French Rococo chairs and imitations of those are constructed from wood of rather thick measurements; but all the members are deeply molded, all superfluous wood has been sanded away, and more upmarket designs can be further embellished with intricately delicate and decorative carvings. The wood might be varnished, stained, painted, or gilded. Silk damask or tapestry is usually used for all upholstery on the seat, back, and armrests; canework is sometimes used rather than upholstery.

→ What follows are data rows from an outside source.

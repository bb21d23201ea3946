//! DFS block ordering and reachability.
//!
//! Computes preorder and postorder sequences over the reachable part of the
//! graph with an explicit-stack walk (no recursion, so arbitrarily deep
//! methods cannot overflow the stack). Blocks the walk never reaches are
//! marked hidden, their outgoing edges are removed, and they are excluded
//! from every later analysis.

use fixedbitset::FixedBitSet;

use crate::mir::{BlockId, MirMethod};

/// The DFS orderings of one method's reachable blocks.
#[derive(Debug, Clone)]
pub struct DfsOrder {
    preorder: Vec<BlockId>,
    postorder: Vec<BlockId>,
    /// Postorder position per block-table index; `None` for hidden blocks.
    postorder_index: Vec<Option<u32>>,
}

impl DfsOrder {
    /// Computes the DFS orderings for `method`, marking unreached blocks
    /// hidden and storing the result on the method.
    pub fn compute(method: &mut MirMethod) {
        let block_count = method.block_count();
        let entry = method.entry();

        let mut visited = FixedBitSet::with_capacity(block_count);
        let mut preorder = Vec::with_capacity(block_count);
        let mut postorder = Vec::with_capacity(block_count);

        // Each frame holds the block and the successors not yet descended
        // into; the block's postorder slot is claimed when the list drains.
        let mut stack: Vec<(BlockId, Vec<BlockId>)> = Vec::new();

        visited.insert(entry.index());
        preorder.push(entry);
        let entry_succs: Vec<BlockId> = method
            .block(entry)
            .map(|b| b.successors().collect())
            .unwrap_or_default();
        stack.push((entry, entry_succs));

        loop {
            let next = match stack.last_mut() {
                Some((_, succs)) => succs.pop(),
                None => break,
            };
            match next {
                Some(next) if !visited.contains(next.index()) => {
                    visited.insert(next.index());
                    preorder.push(next);
                    let next_succs: Vec<BlockId> = method
                        .block(next)
                        .map(|b| b.successors().collect())
                        .unwrap_or_default();
                    stack.push((next, next_succs));
                }
                Some(_) => {}
                None => {
                    if let Some((block, _)) = stack.pop() {
                        postorder.push(block);
                    }
                }
            }
        }

        let mut postorder_index = vec![None; block_count];
        for (idx, &block) in postorder.iter().enumerate() {
            postorder_index[block.index()] = Some(u32::try_from(idx).unwrap_or(u32::MAX));
        }

        // Hide unreached blocks and detach their edges so they contribute
        // nothing to later analyses.
        let hidden: Vec<BlockId> = method
            .blocks()
            .map(crate::mir::BasicBlock::id)
            .filter(|b| !visited.contains(b.index()))
            .collect();
        for &id in &hidden {
            if let Some(block) = method.block_mut(id) {
                block.set_hidden(true);
                block.set_fall_through(None);
                block.set_taken(None);
            }
        }
        for block in method.blocks_mut() {
            if !block.is_hidden() {
                block.retain_predecessors(|p| visited.contains(p.index()));
            }
        }

        method.dfs = Some(Self {
            preorder,
            postorder,
            postorder_index,
        });
    }

    /// Returns the DFS preorder sequence.
    #[must_use]
    pub fn preorder(&self) -> &[BlockId] {
        &self.preorder
    }

    /// Returns the DFS postorder sequence.
    #[must_use]
    pub fn postorder(&self) -> &[BlockId] {
        &self.postorder
    }

    /// Returns the reverse-postorder sequence as an owned list.
    #[must_use]
    pub fn reverse_postorder(&self) -> Vec<BlockId> {
        self.postorder.iter().rev().copied().collect()
    }

    /// Returns a block's postorder position, or `None` if it is hidden.
    #[must_use]
    pub fn postorder_index(&self, block: BlockId) -> Option<usize> {
        self.postorder_index
            .get(block.index())
            .copied()
            .flatten()
            .map(|i| i as usize)
    }
}

#[cfg(test)]
mod tests {
    use super::*;
    use crate::mir::{Instruction, MethodBuilder, VarId};

    fn diamond() -> MirMethod {
        let mut b = MethodBuilder::new(2);
        let top = b.code_block();
        let left = b.code_block();
        let right = b.code_block();
        let bottom = b.code_block();
        b.set_fall_through(b.entry(), top);
        b.push(top, Instruction::if_zero(VarId::new(0)));
        b.set_fall_through(top, left);
        b.set_taken(top, right);
        b.push(left, Instruction::goto());
        b.set_fall_through(left, bottom);
        b.push(right, Instruction::goto());
        b.set_fall_through(right, bottom);
        b.push(bottom, Instruction::ret(None));
        b.set_fall_through(bottom, b.exit());
        b.finish().unwrap()
    }

    #[test]
    fn test_preorder_starts_at_entry() {
        let mut method = diamond();
        DfsOrder::compute(&mut method);
        let dfs = method.dfs_order().unwrap();
        assert_eq!(dfs.preorder()[0], method.entry());
        assert_eq!(dfs.preorder().len(), 6);
    }

    #[test]
    fn test_postorder_ends_at_entry() {
        let mut method = diamond();
        DfsOrder::compute(&mut method);
        let dfs = method.dfs_order().unwrap();
        assert_eq!(*dfs.postorder().last().unwrap(), method.entry());
        let rpo = dfs.reverse_postorder();
        assert_eq!(rpo[0], method.entry());
    }

    #[test]
    fn test_unreached_block_hidden() {
        let mut b = MethodBuilder::new(1);
        let body = b.code_block();
        let orphan = b.code_block();
        b.set_fall_through(b.entry(), body);
        b.push(body, Instruction::ret(None));
        b.set_fall_through(body, b.exit());
        // The orphan points at the body but nothing reaches it.
        b.push(orphan, Instruction::goto());
        b.set_fall_through(orphan, body);
        let mut method = b.finish().unwrap();

        DfsOrder::compute(&mut method);

        assert!(method.block(orphan).unwrap().is_hidden());
        let dfs = method.dfs_order().unwrap();
        assert_eq!(dfs.postorder_index(orphan), None);
        // The orphan's edge no longer appears among the body's predecessors.
        assert!(!method.block(body).unwrap().predecessors().contains(&orphan));
    }

    #[test]
    fn test_postorder_respects_dominance_direction() {
        let mut method = diamond();
        DfsOrder::compute(&mut method);
        let dfs = method.dfs_order().unwrap();
        // Entry finishes last, so it has the highest postorder index.
        let entry_idx = dfs.postorder_index(method.entry()).unwrap();
        for block in method.blocks().filter(|b| !b.is_hidden()) {
            assert!(dfs.postorder_index(block.id()).unwrap() <= entry_idx);
        }
    }
}
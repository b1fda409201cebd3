//! Utility modules for Cryptdatum.

pub mod datetime;

pub use datetime::{format_timestamp_rfc3339, parse_timestamp_rfc3339, to_time, DateTimeParseError};
//! Binary encoding/decoding for Cryptdatum headers.
//!
//! Implements the fixed 64-byte header block and its per-version layouts.

pub mod header;
pub mod layout;
pub mod primitives;

pub use header::{
    decode_header, decode_header_bytes, encode_header, encode_header_unchecked, has_header,
};
pub use layout::{Field, Layout};
pub use primitives::{Reader, Writer};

English chairs of the 18th century were more differentiated in form than the French. The French preference for stylistic uniformity, which lead from the premier circles in Paris and Versailles within most of France and became the favourite in many parts of the Continent, had no parallel in England. Prior to 1740, the most commonly used wood was walnut; thereafter, and for the rest of the century, it was mahogany. Walnut, though beautiful in hue, was soft and therefore less suited to wood carving than to rounded, curving forms. Outer surfaces, such as the back and seat frame, were usually veneered. During the walnut period, highly overstuffed armchairs, covered with leather or embroidered material, were also developed. The best upholstery of this period is precisely and firmly modelled and accentuated by braiding or tacks. When imports of mahogany became common, no specifically new chair designs appeared, but the character of the woodwork changed. Mahogany, having a firmer, closer grain, could be cut thinner, which meant that individual parts of the chair could be more slender in shape. Mahogany also lent itself better to carving than walnut. Carving was concentrated more on the arms and back than on the legs, which as a rule were straight and smooth with chamfered (bevelled) edges and molding. There was a wealth of variety in chairback designs, featuring elegant, pierced, vase-shaped splats or two upright posts connected by horizontal slats (ladderback).

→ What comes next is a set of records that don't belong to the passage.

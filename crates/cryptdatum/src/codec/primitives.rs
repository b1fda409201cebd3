//! Fixed-width little-endian primitives for the header block.

use crate::error::DecodeError;
use crate::format::HEADER_SIZE;

// =============================================================================
// DECODING
// =============================================================================

/// Reader for decoding a header block.
///
/// Wraps a byte slice and reads little-endian integers with bounds checking.
#[derive(Debug, Clone)]
pub struct Reader<'a> {
    data: &'a [u8],
    pos: usize,
}

impl<'a> Reader<'a> {
    /// Creates a new reader from a byte slice.
    pub fn new(data: &'a [u8]) -> Self {
        Self { data, pos: 0 }
    }

    /// Returns the current position in the data.
    pub fn position(&self) -> usize {
        self.pos
    }

    /// Returns the number of remaining bytes.
    pub fn remaining_len(&self) -> usize {
        self.data.len() - self.pos
    }

    /// Reads exactly n bytes.
    #[inline]
    pub fn read_bytes(&mut self, n: usize, context: &'static str) -> Result<&'a [u8], DecodeError> {
        if n > self.remaining_len() {
            return Err(DecodeError::UnexpectedEof {
                context,
                read: self.remaining_len(),
            });
        }
        let bytes = &self.data[self.pos..self.pos + n];
        self.pos += n;
        Ok(bytes)
    }

    /// Reads exactly N bytes into an array.
    #[inline]
    pub fn read_array<const N: usize>(&mut self, context: &'static str) -> Result<[u8; N], DecodeError> {
        let bytes = self.read_bytes(N, context)?;
        let mut out = [0u8; N];
        out.copy_from_slice(bytes);
        Ok(out)
    }

    /// Reads a little-endian u16.
    #[inline]
    pub fn read_u16(&mut self, context: &'static str) -> Result<u16, DecodeError> {
        Ok(u16::from_le_bytes(self.read_array(context)?))
    }

    /// Reads a little-endian u32.
    #[inline]
    pub fn read_u32(&mut self, context: &'static str) -> Result<u32, DecodeError> {
        Ok(u32::from_le_bytes(self.read_array(context)?))
    }

    /// Reads a little-endian u64.
    #[inline]
    pub fn read_u64(&mut self, context: &'static str) -> Result<u64, DecodeError> {
        Ok(u64::from_le_bytes(self.read_array(context)?))
    }
}

// =============================================================================
// ENCODING
// =============================================================================

/// Writer for encoding a header block.
#[derive(Debug, Clone, Default)]
pub struct Writer {
    buf: Vec<u8>,
}

impl Writer {
    /// Creates a new writer sized for one header.
    pub fn new() -> Self {
        Self {
            buf: Vec::with_capacity(HEADER_SIZE),
        }
    }

    /// Returns a reference to the written bytes.
    pub fn as_bytes(&self) -> &[u8] {
        &self.buf
    }

    /// Returns the number of bytes written.
    pub fn len(&self) -> usize {
        self.buf.len()
    }

    /// Returns true if no bytes have been written.
    pub fn is_empty(&self) -> bool {
        self.buf.is_empty()
    }

    /// Returns the written bytes as a header block.
    ///
    /// Short output is zero-padded; anything past [`HEADER_SIZE`] is dropped.
    pub fn into_block(self) -> [u8; HEADER_SIZE] {
        let mut block = [0u8; HEADER_SIZE];
        let n = self.buf.len().min(HEADER_SIZE);
        block[..n].copy_from_slice(&self.buf[..n]);
        block
    }

    /// Writes raw bytes.
    #[inline]
    pub fn write_bytes(&mut self, bytes: &[u8]) {
        self.buf.extend_from_slice(bytes);
    }

    /// Writes a little-endian u16.
    #[inline]
    pub fn write_u16(&mut self, value: u16) {
        self.buf.extend_from_slice(&value.to_le_bytes());
    }

    /// Writes a little-endian u32.
    #[inline]
    pub fn write_u32(&mut self, value: u32) {
        self.buf.extend_from_slice(&value.to_le_bytes());
    }

    /// Writes a little-endian u64.
    #[inline]
    pub fn write_u64(&mut self, value: u64) {
        self.buf.extend_from_slice(&value.to_le_bytes());
    }
}
//! Cryptdatum: a self-describing 64-byte header for arbitrary payloads.
//!
//! This crate provides detection, validation, decoding and encoding of
//! Cryptdatum v1 headers.
//!
//! # Overview
//!
//! Every datum starts with a fixed header that announces which features the
//! payload uses (compression, encryption, signature, chunking, metadata...).
//! Consumers go through three steps, cheapest first:
//! - **Detect**: [`has_header`] checks magic and delimiter only
//! - **Validate**: [`has_valid_header`] checks every flag against its field
//! - **Decode**: [`decode_header`] reads 64 bytes and returns a [`Header`]
//!
//! # Quick Start
//!
//! ```rust
//! use cryptdatum::{decode_header, encode_header, has_valid_header, DatumFlag, HeaderBuilder};
//!
//! let header = HeaderBuilder::new()
//!     .size(5)
//!     .checksum(1234567890)
//!     .signature(8, 9)
//!     .build();
//!
//! let bytes = encode_header(&header).unwrap();
//! assert!(has_valid_header(&bytes));
//!
//! let decoded = decode_header(&mut &bytes[..]).unwrap();
//! assert_eq!(decoded, header);
//! assert!(decoded.has_flag(DatumFlag::Signed));
//! ```
//!
//! # Modules
//!
//! - [`model`]: Header record, flags and builder
//! - [`codec`]: Presence check, decoding and encoding
//! - [`validate`]: Ordered consistency rules
//! - [`format`]: Format constants
//! - [`util`]: Timestamp conversions
//! - [`error`]: Error types
//!
//! # Wire Format
//!
//! 64 bytes, little-endian: magic `A7 F6 E5 D4`, version, flags, timestamp,
//! operation counter, chunk size, network id, size, checksum, compression,
//! encryption, signature type and size, metadata spec and size, then the
//! delimiter `A6 E5`.

pub mod codec;
pub mod error;
pub mod format;
pub mod model;
pub mod util;
pub mod validate;

// Re-export commonly used types at crate root
pub use codec::{
    decode_header, decode_header_bytes, encode_header, encode_header_unchecked, has_header, Field,
    Layout,
};
pub use error::{DecodeError, EncodeError, ErrorKind, ValidationError};
pub use format::{DELIMITER, HEADER_SIZE, MAGIC, MAGIC_DATE, MIN_VERSION, VERSION};
pub use model::{DatumFlag, DatumFlags, Header, HeaderBuilder};
pub use util::{format_timestamp_rfc3339, parse_timestamp_rfc3339, to_time};
pub use validate::{has_valid_header, validate_fields, validate_header};

/// Crate version.
pub const CRATE_VERSION: &str = env!("CARGO_PKG_VERSION");
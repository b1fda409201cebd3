//! Error types for Cryptdatum header decoding, encoding and validation.

use thiserror::Error;

use crate::codec::layout::Field;
use crate::model::DatumFlag;

/// Coarse classification of a [`DecodeError`].
#[derive(Debug, Clone, Copy, PartialEq, Eq, Hash)]
pub enum ErrorKind {
    /// The underlying reader failed.
    Io,
    /// Fewer than [`HEADER_SIZE`](crate::format::HEADER_SIZE) bytes were available.
    UnexpectedEof,
    /// Magic or delimiter mismatch: not Cryptdatum data.
    UnsupportedFormat,
    /// Cryptdatum data with an inconsistent header.
    InvalidHeader,
}

impl ErrorKind {
    /// Returns a stable name for this kind (e.g. "unsupported_format").
    pub fn as_str(&self) -> &'static str {
        match self {
            ErrorKind::Io => "io",
            ErrorKind::UnexpectedEof => "unexpected_eof",
            ErrorKind::UnsupportedFormat => "unsupported_format",
            ErrorKind::InvalidHeader => "invalid_header",
        }
    }
}

/// Error during header decoding.
#[derive(Debug, Error)]
pub enum DecodeError {
    #[error("cryptdatum i/o error: {0}")]
    Io(#[from] std::io::Error),

    /// `read` is the number of bytes that were left for `context`.
    #[error("cryptdatum unexpected end of input while reading {context} (got {read} bytes)")]
    UnexpectedEof { context: &'static str, read: usize },

    #[error("cryptdatum unsupported format: magic or delimiter mismatch")]
    UnsupportedFormat,

    #[error("cryptdatum invalid header: {0}")]
    InvalidHeader(#[source] ValidationError),
}

impl DecodeError {
    /// Returns the kind of this error.
    pub fn kind(&self) -> ErrorKind {
        match self {
            DecodeError::Io(_) => ErrorKind::Io,
            DecodeError::UnexpectedEof { .. } => ErrorKind::UnexpectedEof,
            DecodeError::UnsupportedFormat => ErrorKind::UnsupportedFormat,
            DecodeError::InvalidHeader(_) => ErrorKind::InvalidHeader,
        }
    }
}

/// Error during header encoding.
#[derive(Debug, Clone, PartialEq, Error)]
pub enum EncodeError {
    #[error("refusing to encode invalid header: {0}")]
    InvalidHeader(#[source] ValidationError),
}

/// First consistency rule a header violates.
///
/// Variants are listed in the order the validator checks them.
#[derive(Debug, Clone, PartialEq, Eq, Error)]
pub enum ValidationError {
    #[error("no header: data is too short or magic/delimiter do not match")]
    MissingHeader,

    #[error("unsupported version: {version}")]
    UnsupportedVersion { version: u16 },

    #[error("datum is flagged as compromised")]
    Compromised,

    #[error("timestamp {timestamp} is older than the format epoch")]
    TimestampBeforeMagicDate { timestamp: u64 },

    #[error("{flag} is set but {field} is empty")]
    MissingField { flag: DatumFlag, field: Field },

    #[error("{field} is set but {flag} is not")]
    UnexpectedField { flag: DatumFlag, field: Field },

    #[error("DATUM EMPTY is set but size is {size}")]
    EmptyWithSize { size: u64 },

    #[error("size is 0 but DATUM EMPTY is not set")]
    MissingSize,
}

impl ValidationError {
    /// Returns the header field the failing rule inspected.
    pub fn field(&self) -> Field {
        match self {
            ValidationError::MissingHeader => Field::Magic,
            ValidationError::UnsupportedVersion { .. } => Field::Version,
            ValidationError::Compromised => Field::Flags,
            ValidationError::TimestampBeforeMagicDate { .. } => Field::Timestamp,
            ValidationError::MissingField { field, .. }
            | ValidationError::UnexpectedField { field, .. } => *field,
            ValidationError::EmptyWithSize { .. } | ValidationError::MissingSize => Field::Size,
        }
    }
}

Alongside the French Rococo chair and the best English chairs in walnut and mahogany, the stick-back chair was relatively unaffected by the stylistic changes of the day. Originally a medieval form, known, for example, from paintings by Pieter Bruegel the Elder and still found in mid-20th century in the churches and inns of southern Europe, the stick-back chair (in all of its variations) consists basically of a solid, saddle-shaped seat into which the legs, back staves, and possibly the armrests are directly mortised. This typically peasant form underwent a renewal and a process of refinement in England and America during the 18th century. Under the name Windsor chair (a term that seems to have been used for the first time in 1731) or Philadelphia chair, it became popular and was widely distributed throughout the world.

Late 18th to 20th century
Within the Neoclassical period, no basic changes took place in chair forms, but legs became straight and dimensions lighter. Backs in the shape of classical vases replaced the fanciful outlines of the Rococo period. Around 1800, freely executed imitations of Greek and Roman chairs of the klismos type, with curved legs and backrest, appeared. French chairs of the Empire period, executed in dark mahogany and embellished with ornate bronze mounts, created a ponderous effect.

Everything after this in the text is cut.